The council chamber was dim and echoing, the smell of damp stone drifting in from the open windows where the drizzle pattered softly against the glass. It was far too early for this—your steps dragged, your parents’ hushed voices a constant in your ears as they steered you toward the tall double doors.
And then you saw him.
Tom Riddle.
Not the boy you remembered—he had shed every trace of youth like it was just another mask he didn’t need anymore. He stood near the front, one hand resting casually against the back of a chair, posture straight and commanding without being forced. The rainlight through the tall windows caught against his dark hair, slicked slightly by the drizzle, making him look sharper, more untouchable.
His face was calm, composed, every line of it carved into something elegant. His gaze lifted as the doors opened, slow and deliberate, like he had known you’d appear the moment you stepped inside. Those eyes—still the same dark depth you remembered from school, but steadier now, colder, like polished glass—locked onto you.

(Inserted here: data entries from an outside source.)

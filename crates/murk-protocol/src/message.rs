/// The Murk message set.
///
/// Every message carries a numeric wire tag; the envelope codec writes
/// the tag list up front and dispatches on it when decoding. Bodies are
/// MessagePack. Requests, responses, and relayed callbacks share the
/// one enum — a callback is simply a message the relay forwards to a
/// third peer instead of answering itself.
use std::net::SocketAddr;

use serde::{Deserialize, Serialize};

use crate::error::MurkProtocolError;
use crate::types::{FileId, GroupId, PeerId, SessionId};

// ── Wire tags ──────────────────────────────────────────────────────────

#[derive(Debug, Clone, Copy, PartialEq, Eq, Hash)]
#[repr(u8)]
pub enum MessageTag {
    Handshake = 1,
    HandshakeAck = 2,
    Join = 3,
    JoinAck = 4,
    Quit = 5,
    Chat = 6,
    Browse = 7,
    BrowseReply = 8,
    ClientList = 9,
    ClientListReply = 10,
    Search = 11,
    SearchReply = 12,
    Socket = 13,
    SocketAck = 14,
    Tunnel = 15,
    TunnelAck = 16,
    Ping = 17,
    Pong = 18,
    UploadPoll = 19,
    UploadTask = 20,
    UploadChunk = 21,
    UploadChunkAck = 22,
    Download = 23,
    DownloadReply = 24,
}

impl MessageTag {
    pub fn from_u8(raw: u8) -> Result<Self, MurkProtocolError> {
        use MessageTag::*;
        Ok(match raw {
            1 => Handshake,
            2 => HandshakeAck,
            3 => Join,
            4 => JoinAck,
            5 => Quit,
            6 => Chat,
            7 => Browse,
            8 => BrowseReply,
            9 => ClientList,
            10 => ClientListReply,
            11 => Search,
            12 => SearchReply,
            13 => Socket,
            14 => SocketAck,
            15 => Tunnel,
            16 => TunnelAck,
            17 => Ping,
            18 => Pong,
            19 => UploadPoll,
            20 => UploadTask,
            21 => UploadChunk,
            22 => UploadChunkAck,
            23 => Download,
            24 => DownloadReply,
            other => return Err(MurkProtocolError::UnknownTag(other)),
        })
    }
}

// ── Shared payload types ───────────────────────────────────────────────

/// Presence summary for one peer, as the relay reports it.
#[derive(Debug, Clone, PartialEq, Eq, Serialize, Deserialize)]
pub struct PeerSummary {
    pub peer: PeerId,
    /// Public endpoint, if the peer is directly reachable.
    pub endpoint: Option<SocketAddr>,
    /// True when the peer is only reachable through this relay.
    pub behind_relay: bool,
    pub muted: bool,
}

/// Metadata for one shared file.
#[derive(Debug, Clone, PartialEq, Eq, Serialize, Deserialize)]
pub struct FileInfo {
    pub id: FileId,
    pub name: String,
    pub size: u64,
    pub chunk_size: u32,
}

impl FileInfo {
    pub fn chunk_count(&self) -> u64 {
        if self.chunk_size == 0 {
            return 0;
        }
        self.size.div_ceil(self.chunk_size as u64)
    }
}

// ── Message bodies ─────────────────────────────────────────────────────

/// Session establishment — the only message accepted without a session.
#[derive(Debug, Clone, PartialEq, Eq, Serialize, Deserialize)]
pub struct Handshake {
    pub peer: PeerId,
    /// Public endpoint, or `None` for a peer behind NAT.
    pub endpoint: Option<SocketAddr>,
    /// Fresh symmetric session key; every later frame on this session
    /// is sealed with it.
    pub session_key: [u8; 32],
    /// SHA-256 proof of the relay password, when the relay requires one.
    pub credentials: Option<[u8; 32]>,
}

#[derive(Debug, Clone, PartialEq, Eq, Serialize, Deserialize)]
pub struct HandshakeAck {
    pub session: SessionId,
}

#[derive(Debug, Clone, PartialEq, Eq, Serialize, Deserialize)]
pub struct Join {
    /// Join an existing room by id, or create/join by name.
    pub group: Option<GroupId>,
    pub name: String,
}

#[derive(Debug, Clone, PartialEq, Eq, Serialize, Deserialize)]
pub struct JoinAck {
    pub group: GroupId,
    pub members: Vec<PeerSummary>,
}

#[derive(Debug, Clone, PartialEq, Eq, Serialize, Deserialize)]
pub struct Chat {
    pub from: PeerId,
    /// Direct recipient; `None` means room broadcast.
    pub to: Option<PeerId>,
    pub group: Option<GroupId>,
    pub text: String,
}

#[derive(Debug, Clone, PartialEq, Eq, Serialize, Deserialize)]
pub struct Browse {
    pub from: PeerId,
    /// Whose shared files to list.
    pub peer: PeerId,
}

#[derive(Debug, Clone, PartialEq, Eq, Serialize, Deserialize)]
pub struct BrowseReply {
    pub from: PeerId,
    pub to: PeerId,
    pub files: Vec<FileInfo>,
}

#[derive(Debug, Clone, PartialEq, Eq, Serialize, Deserialize)]
pub struct ClientListReply {
    pub peers: Vec<PeerSummary>,
}

#[derive(Debug, Clone, PartialEq, Eq, Serialize, Deserialize)]
pub struct Search {
    pub from: PeerId,
    pub id: u64,
    pub query: String,
}

#[derive(Debug, Clone, PartialEq, Eq, Serialize, Deserialize)]
pub struct SearchReply {
    pub from: PeerId,
    pub to: PeerId,
    pub id: u64,
    pub hits: Vec<FileInfo>,
}

/// Poll the relay for the next chunk it wants for `file`.
#[derive(Debug, Clone, PartialEq, Eq, Serialize, Deserialize)]
pub struct UploadPoll {
    pub file: FileId,
    pub chunk_count: u64,
}

/// Relay's answer to a poll. `chunk: None` means "no chunk ready yet" —
/// the uploader backs off, it is not an error.
#[derive(Debug, Clone, PartialEq, Eq, Serialize, Deserialize)]
pub struct UploadTask {
    pub file: FileId,
    pub chunk: Option<u64>,
}

#[derive(Debug, Clone, PartialEq, Eq, Serialize, Deserialize)]
pub struct UploadChunk {
    pub file: FileId,
    pub chunk: u64,
    pub data: Vec<u8>,
}

#[derive(Debug, Clone, PartialEq, Eq, Serialize, Deserialize)]
pub struct UploadChunkAck {
    pub file: FileId,
    pub chunk: u64,
}

#[derive(Debug, Clone, PartialEq, Eq, Serialize, Deserialize)]
pub struct Download {
    pub file: FileId,
    pub chunk: u64,
}

/// Download answer. `data: None` with no redirect means the chunk is not
/// ready yet; a redirect points the downloader at another relay that is
/// seeding the file.
#[derive(Debug, Clone, PartialEq, Eq, Serialize, Deserialize)]
pub struct DownloadReply {
    pub file: FileId,
    pub chunk: u64,
    pub data: Option<Vec<u8>>,
    pub redirect: Option<SocketAddr>,
}

// ── The message enum ───────────────────────────────────────────────────

#[derive(Debug, Clone, PartialEq, Serialize, Deserialize)]
pub enum Message {
    Handshake(Handshake),
    HandshakeAck(HandshakeAck),
    Join(Join),
    JoinAck(JoinAck),
    Quit,
    Chat(Chat),
    Browse(Browse),
    BrowseReply(BrowseReply),
    ClientList,
    ClientListReply(ClientListReply),
    Search(Search),
    SearchReply(SearchReply),
    /// Register this connection as one of the peer's delivery sockets.
    Socket,
    SocketAck,
    /// Register this connection as the peer's dedicated tunnel,
    /// replacing any previous one.
    Tunnel,
    TunnelAck,
    Ping,
    Pong,
    UploadPoll(UploadPoll),
    UploadTask(UploadTask),
    UploadChunk(UploadChunk),
    UploadChunkAck(UploadChunkAck),
    Download(Download),
    DownloadReply(DownloadReply),
}

impl Message {
    pub fn tag(&self) -> MessageTag {
        match self {
            Message::Handshake(_) => MessageTag::Handshake,
            Message::HandshakeAck(_) => MessageTag::HandshakeAck,
            Message::Join(_) => MessageTag::Join,
            Message::JoinAck(_) => MessageTag::JoinAck,
            Message::Quit => MessageTag::Quit,
            Message::Chat(_) => MessageTag::Chat,
            Message::Browse(_) => MessageTag::Browse,
            Message::BrowseReply(_) => MessageTag::BrowseReply,
            Message::ClientList => MessageTag::ClientList,
            Message::ClientListReply(_) => MessageTag::ClientListReply,
            Message::Search(_) => MessageTag::Search,
            Message::SearchReply(_) => MessageTag::SearchReply,
            Message::Socket => MessageTag::Socket,
            Message::SocketAck => MessageTag::SocketAck,
            Message::Tunnel => MessageTag::Tunnel,
            Message::TunnelAck => MessageTag::TunnelAck,
            Message::Ping => MessageTag::Ping,
            Message::Pong => MessageTag::Pong,
            Message::UploadPoll(_) => MessageTag::UploadPoll,
            Message::UploadTask(_) => MessageTag::UploadTask,
            Message::UploadChunk(_) => MessageTag::UploadChunk,
            Message::UploadChunkAck(_) => MessageTag::UploadChunkAck,
            Message::Download(_) => MessageTag::Download,
            Message::DownloadReply(_) => MessageTag::DownloadReply,
        }
    }

    /// Whether this message may only be dispatched on an authenticated
    /// (valid-session) connection. Handshake is the single exception.
    pub fn requires_session(&self) -> bool {
        !matches!(self, Message::Handshake(_))
    }

    /// Serialize the body (without the tag — the envelope header carries it).
    pub fn encode_body(&self) -> Result<Vec<u8>, MurkProtocolError> {
        macro_rules! body {
            ($payload:expr) => {
                rmp_serde::to_vec($payload).map_err(Into::into)
            };
        }
        match self {
            Message::Handshake(m) => body!(m),
            Message::HandshakeAck(m) => body!(m),
            Message::Join(m) => body!(m),
            Message::JoinAck(m) => body!(m),
            Message::Quit => Ok(Vec::new()),
            Message::Chat(m) => body!(m),
            Message::Browse(m) => body!(m),
            Message::BrowseReply(m) => body!(m),
            Message::ClientList => Ok(Vec::new()),
            Message::ClientListReply(m) => body!(m),
            Message::Search(m) => body!(m),
            Message::SearchReply(m) => body!(m),
            Message::Socket => Ok(Vec::new()),
            Message::SocketAck => Ok(Vec::new()),
            Message::Tunnel => Ok(Vec::new()),
            Message::TunnelAck => Ok(Vec::new()),
            Message::Ping => Ok(Vec::new()),
            Message::Pong => Ok(Vec::new()),
            Message::UploadPoll(m) => body!(m),
            Message::UploadTask(m) => body!(m),
            Message::UploadChunk(m) => body!(m),
            Message::UploadChunkAck(m) => body!(m),
            Message::Download(m) => body!(m),
            Message::DownloadReply(m) => body!(m),
        }
    }

    /// Deserialize a body for `tag`. Unknown tags were already rejected
    /// by [`MessageTag::from_u8`]; a body that does not parse for its
    /// tag is a protocol error, never silently skipped.
    pub fn decode_body(tag: MessageTag, body: &[u8]) -> Result<Self, MurkProtocolError> {
        macro_rules! body {
            ($variant:path) => {
                rmp_serde::from_slice(body).map($variant).map_err(Into::into)
            };
        }
        Ok(match tag {
            MessageTag::Handshake => return body!(Message::Handshake),
            MessageTag::HandshakeAck => return body!(Message::HandshakeAck),
            MessageTag::Join => return body!(Message::Join),
            MessageTag::JoinAck => return body!(Message::JoinAck),
            MessageTag::Quit => Message::Quit,
            MessageTag::Chat => return body!(Message::Chat),
            MessageTag::Browse => return body!(Message::Browse),
            MessageTag::BrowseReply => return body!(Message::BrowseReply),
            MessageTag::ClientList => Message::ClientList,
            MessageTag::ClientListReply => return body!(Message::ClientListReply),
            MessageTag::Search => return body!(Message::Search),
            MessageTag::SearchReply => return body!(Message::SearchReply),
            MessageTag::Socket => Message::Socket,
            MessageTag::SocketAck => Message::SocketAck,
            MessageTag::Tunnel => Message::Tunnel,
            MessageTag::TunnelAck => Message::TunnelAck,
            MessageTag::Ping => Message::Ping,
            MessageTag::Pong => Message::Pong,
            MessageTag::UploadPoll => return body!(Message::UploadPoll),
            MessageTag::UploadTask => return body!(Message::UploadTask),
            MessageTag::UploadChunk => return body!(Message::UploadChunk),
            MessageTag::UploadChunkAck => return body!(Message::UploadChunkAck),
            MessageTag::Download => return body!(Message::Download),
            MessageTag::DownloadReply => return body!(Message::DownloadReply),
        })
    }
}

#[cfg(test)]
mod tests {
    use super::*;

    fn sample_messages() -> Vec<Message> {
        vec![
            Message::Handshake(Handshake {
                peer: PeerId::from_raw(1),
                endpoint: Some("127.0.0.1:4040".parse().unwrap()),
                session_key: [7; 32],
                credentials: None,
            }),
            Message::HandshakeAck(HandshakeAck {
                session: SessionId::from_raw(9),
            }),
            Message::Join(Join {
                group: None,
                name: "lobby".into(),
            }),
            Message::Quit,
            Message::Chat(Chat {
                from: PeerId::from_raw(1),
                to: Some(PeerId::from_raw(2)),
                group: None,
                text: "hello".into(),
            }),
            Message::ClientList,
            Message::Socket,
            Message::Tunnel,
            Message::Ping,
            Message::UploadPoll(UploadPoll {
                file: FileId([1; 32]),
                chunk_count: 16,
            }),
            Message::DownloadReply(DownloadReply {
                file: FileId([1; 32]),
                chunk: 3,
                data: Some(vec![0xAB; 128]),
                redirect: None,
            }),
        ]
    }

    #[test]
    fn body_roundtrip_every_sample() {
        for message in sample_messages() {
            let body = message.encode_body().expect("encode");
            let decoded = Message::decode_body(message.tag(), &body).expect("decode");
            assert_eq!(message, decoded);
        }
    }

    #[test]
    fn tag_mapping_roundtrip() {
        for message in sample_messages() {
            let tag = message.tag();
            assert_eq!(MessageTag::from_u8(tag as u8).unwrap(), tag);
        }
    }

    #[test]
    fn unknown_tag_fails_loudly() {
        let err = MessageTag::from_u8(0).unwrap_err();
        assert!(matches!(err, MurkProtocolError::UnknownTag(0)));
        let err = MessageTag::from_u8(200).unwrap_err();
        assert!(matches!(err, MurkProtocolError::UnknownTag(200)));
    }

    #[test]
    fn only_handshake_skips_session() {
        for message in sample_messages() {
            let expect = !matches!(message, Message::Handshake(_));
            assert_eq!(message.requires_session(), expect, "{:?}", message.tag());
        }
    }

    #[test]
    fn empty_body_for_bare_tags() {
        assert!(Message::Quit.encode_body().unwrap().is_empty());
        assert!(Message::Ping.encode_body().unwrap().is_empty());
        assert_eq!(
            Message::decode_body(MessageTag::Pong, &[]).unwrap(),
            Message::Pong
        );
    }

    #[test]
    fn garbage_body_is_an_error() {
        let err = Message::decode_body(MessageTag::Chat, b"\xFF\xFF\xFF").unwrap_err();
        assert!(matches!(err, MurkProtocolError::Deserialization(_)));
    }

    #[test]
    fn chunk_count_rounds_up() {
        let info = FileInfo {
            id: FileId([0; 32]),
            name: "a".into(),
            size: 1001,
            chunk_size: 100,
        };
        assert_eq!(info.chunk_count(), 11);
    }
}
impl TransferHandle {
    pub fn new() -> Self {
        Self {
            state: Arc::new(watch::Sender::new(TransferState::Pending)),
            paused: Arc::new(AtomicBool::new(false)),
            cancelled: Arc::new(AtomicBool::new(false)),
            resumed: Arc::new(Notify::new()),
        }
    }

    pub fn state(&self) -> TransferState {
        *self.state.borrow()
    }

    /// Watch the state as it changes. Intermediate states may coalesce;
    /// terminal states never do.
    pub fn subscribe(&self) -> watch::Receiver<TransferState> {
        self.state.subscribe()
    }

    pub fn pause(&self) {
        self.paused.store(true, Ordering::SeqCst);
    }

    pub fn resume(&self) {
        self.paused.store(false, Ordering::SeqCst);
        self.resumed.notify_one();
    }

    pub fn cancel(&self) {
        self.cancelled.store(true, Ordering::SeqCst);
        self.resumed.notify_one();
    }

    pub fn is_cancelled(&self) -> bool {
        self.cancelled.load(Ordering::SeqCst)
    }

    /// Move to `next` unless the transfer already finished.
    fn set(&self, next: TransferState) {
        self.state.send_if_modified(|state| {
            if state.is_terminal() || *state == next {
                return false;
            }
            *state = next;
            true
        });
    }

    /// Gate between operations: honors a pending cancel, parks while
    /// paused. `notify_one` stores a permit, so a resume or cancel that
    /// lands before the park still wakes it.
    async fn checkpoint(&self) -> Result<(), MurkProtocolError> {
        loop {
            if self.is_cancelled() {
                self.set(TransferState::Cancelled);
                return Err(MurkProtocolError::Cancelled);
            }
            if !self.paused.load(Ordering::SeqCst) {
                self.set(TransferState::Running);
                return Ok(());
            }
            self.set(TransferState::Paused);
            self.resumed.notified().await;
        }
    }
}

impl Default for TransferHandle {
    fn default() -> Self {
        Self::new()
    }
}

// ── The engine ─────────────────────────────────────────────────────────

pub struct TransferEngine<T: ChunkTransport> {
    transport: Arc<T>,
    throttle: Arc<Throttle>,
    events: EventSink,
    rng: Mutex<StdRng>,
}
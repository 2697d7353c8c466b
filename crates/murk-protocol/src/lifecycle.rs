/// Lifecycle manager — the thread-safe indices everything else leans on.
///
/// One parent context owns a session table, a peer table, a group
/// table, a relay (router) table, the tunnel registries, a bounded
/// per-peer pending-message ring, and the abuse tracker. Each container
/// has its own lock, taken for the minimum scope needed to mutate or
/// snapshot it; no lock is ever held across an await. Read-mostly
/// iteration clones a snapshot under the lock and releases it before
/// any handler runs.
///
/// The periodic timeout sweep calls the `expire_*` methods for every
/// container that carries a last-activity timestamp. Peer eviction
/// cascades: tunnels and delivery sockets are closed, group membership
/// is removed, queued messages are discarded, and the abuse tracker is
/// told about the removal.
use std::collections::{HashMap, HashSet, VecDeque};
use std::net::SocketAddr;
use std::num::NonZeroUsize;
use std::sync::{Arc, Mutex};

use lru::LruCache;
use rand::rngs::StdRng;
use rand::{Rng, RngCore, SeedableRng};
use tokio::sync::mpsc;

use crate::crypto::Cipher;
use crate::message::{Message, PeerSummary};
use crate::types::{now_ms, GroupId, PeerId, SessionId, PENDING_RING_CAPACITY};

/// Strikes before a peer is muted.
const MUTE_THRESHOLD: u32 = 3;

/// Tracked-peer capacity of the abuse tracker.
const ABUSE_CAPACITY: usize = 4096;

/// Delivery sockets kept per peer.
const MAX_DELIVERY_SOCKETS: usize = 4;

// ── Records ────────────────────────────────────────────────────────────

#[derive(Clone)]
pub struct SessionRecord {
    pub session: SessionId,
    pub peer: PeerId,
    pub cipher: Arc<dyn Cipher>,
    /// False until the handshake response has been delivered; a session
    /// that was never valid is torn down on the first crypto failure.
    pub established: bool,
    /// Room whose key currently seals this session's outer layer. Each
    /// encrypted join replaces it; plain joins leave it alone.
    pub group: Option<GroupId>,
    pub last_activity: u64,
}

impl std::fmt::Debug for SessionRecord {
    fn fmt(&self, f: &mut std::fmt::Formatter<'_>) -> std::fmt::Result {
        f.debug_struct("SessionRecord")
            .field("session", &self.session)
            .field("peer", &self.peer)
            .field("established", &self.established)
            .field("group", &self.group)
            .field("last_activity", &self.last_activity)
            .finish()
    }
}

#[derive(Debug, Clone)]
pub struct PeerRecord {
    pub peer: PeerId,
    pub endpoint: Option<SocketAddr>,
    pub behind_relay: bool,
    pub muted: bool,
    pub last_activity: u64,
    pub session: Option<SessionId>,
    pub groups: HashSet<GroupId>,
}

impl PeerRecord {
    pub fn summary(&self) -> PeerSummary {
        PeerSummary {
            peer: self.peer,
            endpoint: self.endpoint,
            behind_relay: self.behind_relay,
            muted: self.muted,
        }
    }
}

#[derive(Clone)]
pub struct GroupRecord {
    pub group: GroupId,
    pub name: String,
    /// Community cipher, when this group carries an outer crypto layer.
    pub cipher: Option<Arc<dyn Cipher>>,
    pub members: HashSet<PeerId>,
}

/// A relay known to this node — possibly itself a client of other
/// relays (federation).
#[derive(Debug, Clone)]
pub struct RelayRecord {
    pub addr: SocketAddr,
    pub password: Option<String>,
    pub alive: bool,
    /// Size of the relay's peer table, as last reported.
    pub load: usize,
    pub transfer_capable: bool,
}

// ── Tunnels ────────────────────────────────────────────────────────────

/// Sending half of a tunnel or delivery socket: sealed frames pushed
/// here are written to the peer's connection by its writer task.
/// Dropping every clone closes the socket.
#[derive(Clone)]
pub struct TunnelHandle {
    pub peer: PeerId,
    tx: mpsc::UnboundedSender<Vec<u8>>,
}

impl TunnelHandle {
    pub fn new(peer: PeerId) -> (Self, mpsc::UnboundedReceiver<Vec<u8>>) {
        let (tx, rx) = mpsc::unbounded_channel();
        (Self { peer, tx }, rx)
    }

    pub fn push(&self, sealed_frame: Vec<u8>) -> bool {
        self.tx.send(sealed_frame).is_ok()
    }

    pub fn is_closed(&self) -> bool {
        self.tx.is_closed()
    }
}

// ── Pending ring ───────────────────────────────────────────────────────

/// Bounded per-peer FIFO of undelivered outbound messages.
///
/// When a peer has no live tunnel, messages queue here and are flushed
/// the moment a tunnel appears. A full ring drops the oldest entry:
/// delivery is lossy best-effort by design, and the drop is logged.
#[derive(Debug, Default)]
pub struct PendingRing {
    capacity: usize,
    rings: HashMap<PeerId, VecDeque<Message>>,
}

impl PendingRing {
    pub fn new(capacity: usize) -> Self {
        Self {
            capacity,
            rings: HashMap::new(),
        }
    }

    /// Queue a message; returns the dropped oldest entry if full.
    pub fn push(&mut self, peer: PeerId, message: Message) -> Option<Message> {
        let ring = self.rings.entry(peer).or_default();
        let dropped = if ring.len() >= self.capacity {
            ring.pop_front()
        } else {
            None
        };
        ring.push_back(message);
        dropped
    }

    /// Put unsent messages back at the front, preserving FIFO order for
    /// the next delivery attempt.
    pub fn requeue_front(&mut self, peer: PeerId, messages: Vec<Message>) {
        let ring = self.rings.entry(peer).or_default();
        for message in messages.into_iter().rev() {
            ring.push_front(message);
        }
        while ring.len() > self.capacity {
            ring.pop_back();
        }
    }

    /// Take every queued message for `peer`, oldest first.
    pub fn drain(&mut self, peer: PeerId) -> Vec<Message> {
        self.rings
            .remove(&peer)
            .map(|ring| ring.into_iter().collect())
            .unwrap_or_default()
    }

    pub fn len(&self, peer: PeerId) -> usize {
        self.rings.get(&peer).map(VecDeque::len).unwrap_or(0)
    }

    pub fn discard(&mut self, peer: PeerId) {
        self.rings.remove(&peer);
    }
}

// ── Abuse tracker ──────────────────────────────────────────────────────

/// LRU strike counter for misbehaving peers ("troll" tracking).
///
/// Bad frames, crypto failures, and evictions each add a strike; a peer
/// past the threshold is muted. Bounded so unknown peers cannot grow it.
pub struct AbuseTracker {
    strikes: LruCache<PeerId, u32>,
    threshold: u32,
}

impl AbuseTracker {
    pub fn new() -> Self {
        Self {
            strikes: LruCache::new(NonZeroUsize::new(ABUSE_CAPACITY).expect("nonzero")),
            threshold: MUTE_THRESHOLD,
        }
    }

    /// Record one strike; returns the new total.
    pub fn strike(&mut self, peer: PeerId) -> u32 {
        let total = self.strikes.get(&peer).copied().unwrap_or(0) + 1;
        self.strikes.put(peer, total);
        total
    }

    /// A timed-out eviction counts as a strike too.
    pub fn note_eviction(&mut self, peer: PeerId) -> u32 {
        self.strike(peer)
    }

    pub fn is_muted(&mut self, peer: PeerId) -> bool {
        self.strikes
            .get(&peer)
            .map(|&strikes| strikes >= self.threshold)
            .unwrap_or(false)
    }

    pub fn strikes(&mut self, peer: PeerId) -> u32 {
        self.strikes.get(&peer).copied().unwrap_or(0)
    }
}

impl Default for AbuseTracker {
    fn default() -> Self {
        Self::new()
    }
}

// ── The manager ────────────────────────────────────────────────────────

pub struct Lifecycle {
    sessions: Mutex<HashMap<SessionId, SessionRecord>>,
    peers: Mutex<HashMap<PeerId, PeerRecord>>,
    groups: Mutex<HashMap<GroupId, GroupRecord>>,
    relays: Mutex<HashMap<SocketAddr, RelayRecord>>,
    tunnels: Mutex<HashMap<PeerId, TunnelHandle>>,
    delivery: Mutex<HashMap<PeerId, Vec<TunnelHandle>>>,
    ring: Mutex<PendingRing>,
    abuse: Mutex<AbuseTracker>,
    rng: Mutex<StdRng>,
}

He didn’t smile. Tom Riddle didn’t need to smile to draw the air from the room. He simply inclined his head, the smallest acknowledgment, as though he were both recognizing you and dismissing you all at once. The kind of gesture that carried weight, like a judgment.
The chamber seemed to quiet around him. Even the drizzle against the windows faded into the background, all sound retreating until there was only him—tall, immaculate, his presence filling the space in a way that felt deliberate and effortless at once.
And in that moment, the memory of the clever, aloof boy you had known at school collided violently with the man before you. Time had only honed him.